In this context, $ {X}_{new} $ represents the new feature map after being processed by the CA module, while $ X $ is the original feature map. The symbol $ \cdot $ denotes the element-wise multiplication operation, which is used to multiply the attention maps with the original feature map element by element. The symbol $ \otimes $ stands for the tensor multiplication operation, which combines the attention maps in the horizontal and vertical directions. The $ \sigma $ represents the activation function, typically using the Sigmoid function to map the values of the attention maps to a range between 0 and 1. Conv indicates the convolution operation, which further processes the results after global average pooling to generate the final attention maps. $ {GAP}_h(X) $ and $ {GAP}_v(X) $ refer to the global average pooling operations applied to the feature map $ X $ in the horizontal and vertical directions, respectively, to obtain global statistical information.
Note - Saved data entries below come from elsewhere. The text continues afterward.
//! Booking Domain
//!
//! The [`Booking`] entity and the [`BookingService`] state machine that
//! couples its lifecycle to the catalog's inventory ledger.
//!
//! # Examples
//!
//! ```rust,ignore
//! let booking = bookings
//!     .create(BookingRequest {
//!         user_id,
//!         resource: ResourceRef::Tour(tour_id),
//!         quantity: 4,
//!         special_requests: None,
//!     })
//!     .await?;
//! bookings.confirm(booking.id).await?;
//! ```

pub mod booking;
pub mod error;
pub mod ports;
pub mod service;

pub use booking::{Booking, BookingRequest, BookingStatus, BookingUpdate};
pub use error::BookingError;
pub use ports::{BookingPayments, BookingPort, LiveBookings};
pub use service::BookingService;

#[cfg(any(test, feature = "mock"))]
pub use ports::mock::{MockBookingPayments, MockBookingPort};
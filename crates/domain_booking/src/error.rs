//! Booking domain errors

use thiserror::Error;

use core_kernel::{BookingId, Classify, ErrorKind, MoneyError, PortError, UserId, ValidationError};
use domain_catalog::CatalogError;

use crate::booking::BookingStatus;

#[derive(Debug, Error)]
pub enum BookingError {
    #[error(transparent)]
    Validation(#[from] ValidationError),

    #[error("Booking not found: {0}")]
    BookingNotFound(BookingId),

    #[error("User not found: {0}")]
    UserNotFound(UserId),

    /// Reservation or release was rejected by the inventory ledger
    #[error(transparent)]
    Inventory(#[from] CatalogError),

    #[error("Booking {booking_id} cannot move from {from} to {to}")]
    InvalidTransition {
        booking_id: BookingId,
        from: BookingStatus,
        to: BookingStatus,
    },

    #[error("Cannot update a {status} booking ({booking_id})")]
    UpdateNotAllowed {
        booking_id: BookingId,
        status: BookingStatus,
    },

    #[error("Cannot delete a {status} booking ({booking_id}); cancel it first")]
    DeletionNotAllowed {
        booking_id: BookingId,
        status: BookingStatus,
    },

    /// Payment records still reference the booking
    #[error("Booking {booking_id} has payments; delete them first")]
    HasPayments { booking_id: BookingId },

    #[error(transparent)]
    Money(#[from] MoneyError),

    #[error("Storage error: {0}")]
    Port(#[from] PortError),
}

impl BookingError {
    pub(crate) fn from_lookup(id: BookingId, err: PortError) -> Self {
        if err.is_not_found() {
            BookingError::BookingNotFound(id)
        } else {
            BookingError::Port(err)
        }
    }
}

impl Classify for BookingError {
    fn kind(&self) -> ErrorKind {
        match self {
            BookingError::Validation(e) => e.kind(),
            BookingError::BookingNotFound(_) | BookingError::UserNotFound(_) => ErrorKind::NotFound,
            BookingError::Inventory(e) => e.kind(),
            BookingError::InvalidTransition { .. } => ErrorKind::InvalidTransition,
            BookingError::UpdateNotAllowed { .. } => ErrorKind::UpdateNotAllowed,
            BookingError::DeletionNotAllowed { .. } | BookingError::HasPayments { .. } => {
                ErrorKind::DeletionNotAllowed
            }
            BookingError::Money(_) => ErrorKind::Internal,
            BookingError::Port(e) => e.kind(),
        }
    }
}
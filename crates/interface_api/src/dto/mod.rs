//! Data Transfer Objects
//!
//! Request bodies and query strings. Each type validates its own shape with
//! `validator` and converts into the domain input it stands for; business
//! rules stay in the services.

pub mod booking;
pub mod catalog;
pub mod payment;
pub mod user;

use serde::Serialize;

use core_kernel::{Currency, Money};

use crate::error::ApiError;

/// Resolves an optional currency code against the configured default
pub(crate) fn money_in(
    amount: rust_decimal::Decimal,
    currency: Option<&str>,
    default: Currency,
) -> Result<Money, ApiError> {
    let currency = match currency {
        Some(code) => code
            .parse::<Currency>()
            .map_err(|e| ApiError::BadRequest(e.to_string()))?,
        None => default,
    };
    Ok(Money::new(amount, currency))
}

/// Parses a query-string enum such as `status=PENDING`
pub(crate) fn parse_param<T: std::str::FromStr<Err = String>>(value: &str) -> Result<T, ApiError> {
    value.parse().map_err(ApiError::BadRequest)
}

#[derive(Debug, Serialize)]
pub struct CountResponse {
    pub count: usize,
}

#[cfg(test)]
mod tests {
    use super::*;
    use rust_decimal_macros::dec;

    #[test]
    fn test_money_in_defaults_currency() {
        let money = money_in(dec!(12.5), None, Currency::PKR).unwrap();
        assert_eq!(money.currency(), Currency::PKR);

        let money = money_in(dec!(12.5), Some("eur"), Currency::PKR).unwrap();
        assert_eq!(money.currency(), Currency::EUR);

        assert!(money_in(dec!(1), Some("zzz"), Currency::USD).is_err());
    }
}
In network improvements, we place the CA module between the Conv and Upsample operations, that is, before the feature map is upsampled and fused. Through this approach, CA is able to directly recalibrate the original feature map, enabling the model to focus more on the positional information crucial to the detection task. For the bridge engineering drawing detection task, as the basic elements in drawings usually have clear positions and directionality, CA can significantly enhance the model’s attention to these key areas, thereby improving the accuracy of detection.

Switchable atrous convolution

Atrous convolution refers to the process of expanding the convolution kernel by adding some zeros between the elements of the convolution kernel, which is mainly used to expand the sensory field so that the output of each convolution contains a larger range of information. Meanwhile, atrous convolution suffers from two shortcomings: on the one hand, there is the Gridding Effect, which means that when stacking multiple 3 × 3 convolution kernels with an atrous rate of 2, the convolution kernels are not continuous and not all input pixels are computed; on the other hand, it is effective for large targets, but not so effective for small targets.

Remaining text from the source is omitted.